7: The Biological Entity

Figure 7.1
prototypical biological entity

Now that we have our earth, a sun, and some free space to put them all in, we need to establish a “typical” population of “typical” biological entities.

Our prototypical biological entity, shown in Figure 7.1, is a simple biological cell. It has the minimum DNA and other components it needs to survive, and to reproduce itself. It can engage in basic photosynthesis and other such metabolic and respiratory processes.

The entry orifice

Our cell or biological entity has an entry orifice. When it needs material resources it can open this entry orifice. It then draws everything it needs into itself from the surroundings. Those resources attach themselves by forming single chemical bonds. Whenever the entry orifice is open, it means the amount of materials entering is greater than that leaving.

Once our cell or biological entity has absorbed all the resources it needs, it can close its entry orifice. We can call this Stage I.

The entry aperture

But our cell also of course needs energy. So it has a separate entry aperture. It uses this to absorb all the radiant energy it might need.

As with the entry orifice, when the entry aperture is open then the amount of energy entering is greater than that departing. We can call this Stage II. And, in the same way, once our cell or biological entity has absorbed all the energy it requires, it can close its entry aperture.

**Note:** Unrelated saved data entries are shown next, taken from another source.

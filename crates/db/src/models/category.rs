use chrono::{DateTime, Utc};
use serde::{Deserialize, Serialize};
use sqlx::{FromRow, QueryBuilder, Sqlite, SqlitePool};
use ts_rs::TS;

use super::filters::{FieldFilter, push_filters};

pub const DEFAULT_CATEGORY_NAME: &str = "Thinking";
pub const DEFAULT_CATEGORY_SHORT_NAME: &str = "thinking";

/// Columns the REST list endpoint may filter on.
pub const FILTERABLE: &[&str] = &["id", "name", "short_name"];

#[derive(Debug, Clone, FromRow, Serialize, Deserialize, TS)]
pub struct Category {
    pub id: i64,
    pub name: String,
    pub short_name: String,
    pub description: String,
    pub created_at: DateTime<Utc>,
}

#[derive(Debug, Clone, Deserialize, TS)]
pub struct CreateCategory {
    pub name: String,
    pub short_name: String,
    #[serde(default)]
    pub description: String,
}

#[derive(Debug, Clone, Deserialize, TS)]
pub struct UpdateCategory {
    pub name: Option<String>,
    pub short_name: Option<String>,
    pub description: Option<String>,
}

impl Category {
    pub async fn find_all(pool: &SqlitePool) -> Result<Vec<Self>, sqlx::Error> {
        sqlx::query_as::<_, Category>(
            "SELECT id, name, short_name, description, created_at FROM categories ORDER BY name ASC",
        )
        .fetch_all(pool)
        .await
    }

    pub async fn find_by_id(pool: &SqlitePool, id: i64) -> Result<Option<Self>, sqlx::Error> {
        sqlx::query_as::<_, Category>(
            "SELECT id, name, short_name, description, created_at FROM categories WHERE id = ?",
        )
        .bind(id)
        .fetch_optional(pool)
        .await
    }

    pub async fn find_by_short_name(
        pool: &SqlitePool,
        short_name: &str,
    ) -> Result<Option<Self>, sqlx::Error> {
        sqlx::query_as::<_, Category>(
            "SELECT id, name, short_name, description, created_at FROM categories WHERE short_name = ?",
        )
        .bind(short_name)
        .fetch_optional(pool)
        .await
    }

    pub async fn find_filtered(
        pool: &SqlitePool,
        filters: &[FieldFilter],
        limit: i64,
        offset: i64,
    ) -> Result<Vec<Self>, sqlx::Error> {
        let mut qb = QueryBuilder::<Sqlite>::new(
            "SELECT id, name, short_name, description, created_at FROM categories WHERE 1 = 1",
        );
        push_filters(&mut qb, filters);
        qb.push(" ORDER BY id ASC LIMIT ")
            .push_bind(limit)
            .push(" OFFSET ")
            .push_bind(offset);
        qb.build_query_as::<Category>().fetch_all(pool).await
    }

    pub async fn create(pool: &SqlitePool, data: &CreateCategory) -> Result<Self, sqlx::Error> {
        sqlx::query_as::<_, Category>(
            "INSERT INTO categories (name, short_name, description) VALUES (?, ?, ?)
             RETURNING id, name, short_name, description, created_at",
        )
        .bind(&data.name)
        .bind(&data.short_name)
        .bind(&data.description)
        .fetch_one(pool)
        .await
    }

    pub async fn update(
        pool: &SqlitePool,
        id: i64,
        data: &UpdateCategory,
    ) -> Result<Option<Self>, sqlx::Error> {
        sqlx::query_as::<_, Category>(
            "UPDATE categories
                SET name = COALESCE(?, name),
                    short_name = COALESCE(?, short_name),
                    description = COALESCE(?, description)
              WHERE id = ?
             RETURNING id, name, short_name, description, created_at",
        )
        .bind(&data.name)
        .bind(&data.short_name)
        .bind(&data.description)
        .bind(id)
        .fetch_optional(pool)
        .await
    }

    pub async fn delete(pool: &SqlitePool, id: i64) -> Result<u64, sqlx::Error> {
        let result = sqlx::query("DELETE FROM categories WHERE id = ?")
            .bind(id)
            .execute(pool)
            .await?;
        Ok(result.rows_affected())
    }

    /// The first category, creating the default one when the table is empty.
    pub async fn ensure_default(pool: &SqlitePool) -> Result<Self, sqlx::Error> {
        if let Some(category) = sqlx::query_as::<_, Category>(
            "SELECT id, name, short_name, description, created_at FROM categories ORDER BY id ASC LIMIT 1",
        )
        .fetch_optional(pool)
        .await?
        {
            return Ok(category);
        }
        tracing::info!("Creating default category '{}'", DEFAULT_CATEGORY_NAME);
        Self::create(
            pool,
            &CreateCategory {
                name: DEFAULT_CATEGORY_NAME.to_string(),
                short_name: DEFAULT_CATEGORY_SHORT_NAME.to_string(),
                description: "Volunteer Thinking projects".to_string(),
            },
        )
        .await
    }
}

When our entity closes its entry orifice and entry aperture, it can engage in its sundry metabolic, physiological—and also reproductive—processes. It can open or close either one or both at any time necessary, and for as long as necessary.

The exit orifice

We also give our prototypical biological entity a separate exit orifice. When it has undertaken all its desired processes, it can open that exit orifice and disgorge any wastes. They are then absorbed back into the environment. When the exit orifice is open, the amount of materials leaving is greater than that entering. We can call this Stage III.

The exit aperture

And in similar fashion, it also has an exit aperture through which it can transmit whatever low-grade radiant energy or heat it desires into the surrounding free space. Once again, when the exit aperture is open, then the amount of energy leaving is greater than that entering. We can call this Stage IV.


And we are now done.

Our biological entity now has all the capabilities it needs to insert itself into the Prévost theory of exchanges, maintain a balance, and allow us to prove what is possible and not possible.

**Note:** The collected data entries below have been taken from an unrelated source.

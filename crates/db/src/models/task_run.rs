use chrono::{DateTime, Utc};
use serde::{Deserialize, Serialize};
use serde_json::Value;
use sqlx::{FromRow, QueryBuilder, Sqlite, SqlitePool, types::Json};
use ts_rs::TS;

use super::{
    contributor::Contributor,
    filters::{FieldFilter, Viewer, push_filters, push_visibility},
};

/// Columns the REST list endpoint may filter on.
pub const FILTERABLE: &[&str] = &["id", "project_id", "task_id", "user_id", "user_ip"];

const TASK_RUN_COLUMNS: &str =
    "id, project_id, task_id, user_id, user_ip, info, created_at, finish_time";

#[derive(Debug, Clone, FromRow, Serialize, Deserialize, TS)]
pub struct TaskRun {
    pub id: i64,
    pub project_id: i64,
    pub task_id: i64,
    pub user_id: Option<i64>,
    pub user_ip: Option<String>,
    #[sqlx(json)]
    #[ts(type = "unknown")]
    pub info: Value,
    pub created_at: DateTime<Utc>,
    pub finish_time: DateTime<Utc>,
}

impl TaskRun {
    pub fn contributor(&self) -> Contributor {
        match (self.user_id, &self.user_ip) {
            (Some(user_id), _) => Contributor::User(user_id),
            (None, ip) => Contributor::Anonymous(ip.clone().unwrap_or_default()),
        }
    }
}

#[derive(Debug, Clone)]
pub struct CreateTaskRun {
    pub project_id: i64,
    pub task_id: i64,
    pub contributor: Contributor,
    pub info: Value,
}

/// Distinct contributors of a project, split by kind.
#[derive(Debug, Clone, Copy, Default, FromRow, Serialize, TS)]
pub struct VolunteerCounts {
    pub n_anonymous: i64,
    pub n_authenticated: i64,
}

impl TaskRun {
    pub async fn find_by_id(pool: &SqlitePool, id: i64) -> Result<Option<Self>, sqlx::Error> {
        sqlx::query_as::<_, TaskRun>(&format!(
            "SELECT {TASK_RUN_COLUMNS} FROM task_runs WHERE id = ?"
        ))
        .bind(id)
        .fetch_optional(pool)
        .await
    }

    pub async fn find_by_task_id(
        pool: &SqlitePool,
        task_id: i64,
    ) -> Result<Vec<Self>, sqlx::Error> {
        sqlx::query_as::<_, TaskRun>(&format!(
            "SELECT {TASK_RUN_COLUMNS} FROM task_runs WHERE task_id = ? ORDER BY id ASC"
        ))
        .bind(task_id)
        .fetch_all(pool)
        .await
    }

    pub async fn find_by_project_id(
        pool: &SqlitePool,
        project_id: i64,
    ) -> Result<Vec<Self>, sqlx::Error> {
        sqlx::query_as::<_, TaskRun>(&format!(
            "SELECT {TASK_RUN_COLUMNS} FROM task_runs WHERE project_id = ? ORDER BY id ASC"
        ))
        .bind(project_id)
        .fetch_all(pool)
        .await
    }

    pub async fn find_filtered(
        pool: &SqlitePool,
        filters: &[FieldFilter],
        viewer: Viewer,
        limit: i64,
        offset: i64,
    ) -> Result<Vec<Self>, sqlx::Error> {
        let mut qb = QueryBuilder::<Sqlite>::new(format!(
            "SELECT {TASK_RUN_COLUMNS} FROM task_runs WHERE 1 = 1"
        ));
        push_visibility(&mut qb, "project_id", viewer);
        push_filters(&mut qb, filters);
        qb.push(" ORDER BY id ASC LIMIT ")
            .push_bind(limit)
            .push(" OFFSET ")
            .push_bind(offset);
        qb.build_query_as::<TaskRun>().fetch_all(pool).await
    }

    pub async fn create(pool: &SqlitePool, data: &CreateTaskRun) -> Result<Self, sqlx::Error> {
        sqlx::query_as::<_, TaskRun>(&format!(
            "INSERT INTO task_runs (project_id, task_id, user_id, user_ip, info)
             VALUES (?, ?, ?, ?, ?)
             RETURNING {TASK_RUN_COLUMNS}"
        ))
        .bind(data.project_id)
        .bind(data.task_id)
        .bind(data.contributor.user_id())
        .bind(data.contributor.user_ip())
        .bind(Json(&data.info))
        .fetch_one(pool)
        .await
    }

    pub async fn update_info(
        pool: &SqlitePool,
        id: i64,
        info: &Value,
    ) -> Result<Option<Self>, sqlx::Error> {
        sqlx::query_as::<_, TaskRun>(&format!(
            "UPDATE task_runs SET info = ? WHERE id = ? RETURNING {TASK_RUN_COLUMNS}"
        ))
        .bind(Json(info))
        .bind(id)
        .fetch_optional(pool)
        .await
    }

    pub async fn delete(pool: &SqlitePool, id: i64) -> Result<u64, sqlx::Error> {
        let result = sqlx::query("DELETE FROM task_runs WHERE id = ?")
            .bind(id)
            .execute(pool)
            .await?;
        Ok(result.rows_affected())
    }

    /// Whether this contributor already answered the task.
    pub async fn exists_for(
        pool: &SqlitePool,
        task_id: i64,
        contributor: &Contributor,
    ) -> Result<bool, sqlx::Error> {
        let count: i64 = match contributor {
            Contributor::User(user_id) => {
                sqlx::query_scalar("SELECT COUNT(*) FROM task_runs WHERE task_id = ? AND user_id = ?")
                    .bind(task_id)
                    .bind(user_id)
                    .fetch_one(pool)
                    .await?
            }
            Contributor::Anonymous(ip) => {
                sqlx::query_scalar(
                    "SELECT COUNT(*) FROM task_runs WHERE task_id = ? AND user_id IS NULL AND user_ip = ?",
                )
                .bind(task_id)
                .bind(ip)
                .fetch_one(pool)
                .await?
            }
        };
        Ok(count > 0)
    }

    pub async fn count(pool: &SqlitePool) -> Result<i64, sqlx::Error> {
        sqlx::query_scalar("SELECT COUNT(*) FROM task_runs")
            .fetch_one(pool)
            .await
    }

    pub async fn count_by_project(pool: &SqlitePool, project_id: i64) -> Result<i64, sqlx::Error> {
        sqlx::query_scalar("SELECT COUNT(*) FROM task_runs WHERE project_id = ?")
            .bind(project_id)
            .fetch_one(pool)
            .await
    }

    pub async fn count_by_task(pool: &SqlitePool, task_id: i64) -> Result<i64, sqlx::Error> {
        sqlx::query_scalar("SELECT COUNT(*) FROM task_runs WHERE task_id = ?")
            .bind(task_id)
            .fetch_one(pool)
            .await
    }

    pub async fn count_by_user(pool: &SqlitePool, user_id: i64) -> Result<i64, sqlx::Error> {
        sqlx::query_scalar("SELECT COUNT(*) FROM task_runs WHERE user_id = ?")
            .bind(user_id)
            .fetch_one(pool)
            .await
    }

    pub async fn volunteers_by_project(
        pool: &SqlitePool,
        project_id: i64,
    ) -> Result<VolunteerCounts, sqlx::Error> {
        sqlx::query_as::<_, VolunteerCounts>(
            "SELECT COUNT(DISTINCT CASE WHEN user_id IS NULL THEN user_ip END) AS n_anonymous,
                    COUNT(DISTINCT user_id) AS n_authenticated
               FROM task_runs
              WHERE project_id = ?",
        )
        .bind(project_id)
        .fetch_one(pool)
        .await
    }

    /// Distinct anonymous contributors across the whole platform.
    pub async fn count_anonymous_contributors(pool: &SqlitePool) -> Result<i64, sqlx::Error> {
        sqlx::query_scalar(
            "SELECT COUNT(DISTINCT user_ip) FROM task_runs WHERE user_id IS NULL",
        )
        .fetch_one(pool)
        .await
    }
}

#[cfg(test)]
mod tests {
    use serde_json::json;

    use super::*;
    use crate::{
        DBService,
        models::{
            task::{CreateTask, Task},
            test_support,
        },
    };

    #[tokio::test]
    async fn contributors_are_told_apart() {
        let db = DBService::new_in_memory().await.unwrap();
        let owner = test_support::user(&db.pool, "johndoe").await;
        let project = test_support::project(&db.pool, owner.id, "sampleapp").await;
        let task = Task::create(&db.pool, project.id, &CreateTask::with_info(json!({})))
            .await
            .unwrap();

        let anon = Contributor::Anonymous("127.0.0.1".into());
        let run = TaskRun::create(
            &db.pool,
            &CreateTaskRun {
                project_id: project.id,
                task_id: task.id,
                contributor: anon.clone(),
                info: json!("yes"),
            },
        )
        .await
        .unwrap();
        assert_eq!(run.contributor(), anon);
        assert!(TaskRun::exists_for(&db.pool, task.id, &anon).await.unwrap());
        assert!(
            !TaskRun::exists_for(&db.pool, task.id, &Contributor::User(owner.id))
                .await
                .unwrap()
        );

        TaskRun::create(
            &db.pool,
            &CreateTaskRun {
                project_id: project.id,
                task_id: task.id,
                contributor: Contributor::User(owner.id),
                info: json!("no"),
            },
        )
        .await
        .unwrap();

        let counts = TaskRun::volunteers_by_project(&db.pool, project.id)
            .await
            .unwrap();
        assert_eq!(counts.n_anonymous, 1);
        assert_eq!(counts.n_authenticated, 1);
        assert_eq!(TaskRun::count_by_task(&db.pool, task.id).await.unwrap(), 2);
        assert_eq!(TaskRun::count_anonymous_contributors(&db.pool).await.unwrap(), 1);
    }

    #[tokio::test]
    async fn runs_go_with_their_task() {
        let db = DBService::new_in_memory().await.unwrap();
        let owner = test_support::user(&db.pool, "johndoe").await;
        let project = test_support::project(&db.pool, owner.id, "sampleapp").await;
        let task = Task::create(&db.pool, project.id, &CreateTask::with_info(json!({})))
            .await
            .unwrap();
        TaskRun::create(
            &db.pool,
            &CreateTaskRun {
                project_id: project.id,
                task_id: task.id,
                contributor: Contributor::User(owner.id),
                info: json!({}),
            },
        )
        .await
        .unwrap();
        Task::delete_by_project(&db.pool, project.id).await.unwrap();
        assert_eq!(TaskRun::count(&db.pool).await.unwrap(), 0);
    }
}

Although our prototypical biological entity is free to open and/or close its entry and exit orifices and apertures in any combination it pleases, our little model is easier to develop if we consider them one at a time.

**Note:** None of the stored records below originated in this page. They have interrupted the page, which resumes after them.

use std::path::PathBuf;

use thiserror::Error;

mod versions;

#[derive(Debug, Error)]
pub enum ConfigError {
    #[error(transparent)]
    Io(#[from] std::io::Error),
    #[error(transparent)]
    Json(#[from] serde_json::Error),
    #[error("Validation error: {0}")]
    ValidationError(String),
}

pub type Config = versions::v2::Config;

impl Config {
    /// Rejects values the rest of the system cannot work with.
    pub fn validate(&self) -> Result<(), ConfigError> {
        if self.per_page < 1 {
            return Err(ConfigError::ValidationError(
                "per_page must be at least 1".to_string(),
            ));
        }
        if self.secret_key.len() < 16 {
            return Err(ConfigError::ValidationError(
                "secret_key must be at least 16 characters".to_string(),
            ));
        }
        if self.session_ttl_hours < 1 {
            return Err(ConfigError::ValidationError(
                "session_ttl_hours must be at least 1".to_string(),
            ));
        }
        Ok(())
    }

    /// Absolute URL for a path on this deployment.
    pub fn url_for(&self, path: &str) -> String {
        format!(
            "{}/{}",
            self.base_url.trim_end_matches('/'),
            path.trim_start_matches('/')
        )
    }
}

/// Will always return config, trying old schemas or eventually returning default
pub async fn load_config_from_file(config_path: &PathBuf) -> Config {
    match std::fs::read_to_string(config_path) {
        Ok(raw_config) => Config::from(raw_config),
        Err(_) => {
            tracing::info!("No config file found, creating one");
            Config::default()
        }
    }
}

/// Saves the config to the given path
pub async fn save_config_to_file(
    config: &Config,
    config_path: &PathBuf,
) -> Result<(), ConfigError> {
    let raw_config = serde_json::to_string_pretty(config)?;
    std::fs::write(config_path, raw_config)?;
    Ok(())
}

#[cfg(test)]
mod tests {
    use super::*;

    #[tokio::test]
    async fn missing_file_gives_defaults() {
        let dir = tempfile::tempdir().unwrap();
        let config = load_config_from_file(&dir.path().join("config.json")).await;
        assert_eq!(config.config_version, "v2");
        assert_eq!(config.max_sync_import, 300);
        assert!(config.validate().is_ok());
    }

    #[tokio::test]
    async fn v1_file_is_upgraded() {
        let dir = tempfile::tempdir().unwrap();
        let path = dir.path().join("config.json");
        std::fs::write(
            &path,
            r#"{"base_url":"https://crowd.example.org","secret_key":"0123456789abcdef0123","per_page":10,"account_validation":true}"#,
        )
        .unwrap();
        let config = load_config_from_file(&path).await;
        assert_eq!(config.config_version, "v2");
        assert_eq!(config.base_url, "https://crowd.example.org");
        assert_eq!(config.per_page, 10);
        assert!(config.account_validation);
        assert_eq!(config.max_sync_import, 300);
    }

    #[tokio::test]
    async fn save_then_load() {
        let dir = tempfile::tempdir().unwrap();
        let path = dir.path().join("config.json");
        let mut config = Config::default();
        config.ckan_url = Some("http://ckan.example.org".into());
        save_config_to_file(&config, &path).await.unwrap();
        let loaded = load_config_from_file(&path).await;
        assert_eq!(loaded.ckan_url.as_deref(), Some("http://ckan.example.org"));
        assert_eq!(loaded.secret_key, config.secret_key);
    }

    #[test]
    fn url_for_joins_cleanly() {
        let mut config = Config::default();
        config.base_url = "http://localhost:3000/".into();
        assert_eq!(
            config.url_for("/api/project/1"),
            "http://localhost:3000/api/project/1"
        );
    }
}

Every population of such entities can now programme its members' DNA to open and close their orifices and apertures for its own distinctive periods of time. Each entity, and population, can thus take on and release its materials and energies, and all in its distinctive amounts, and at pertinent rates.

And now we have our prototypical biological entity and our matching population, we are ready to observe them go through the circulation of the generations, and reproduce.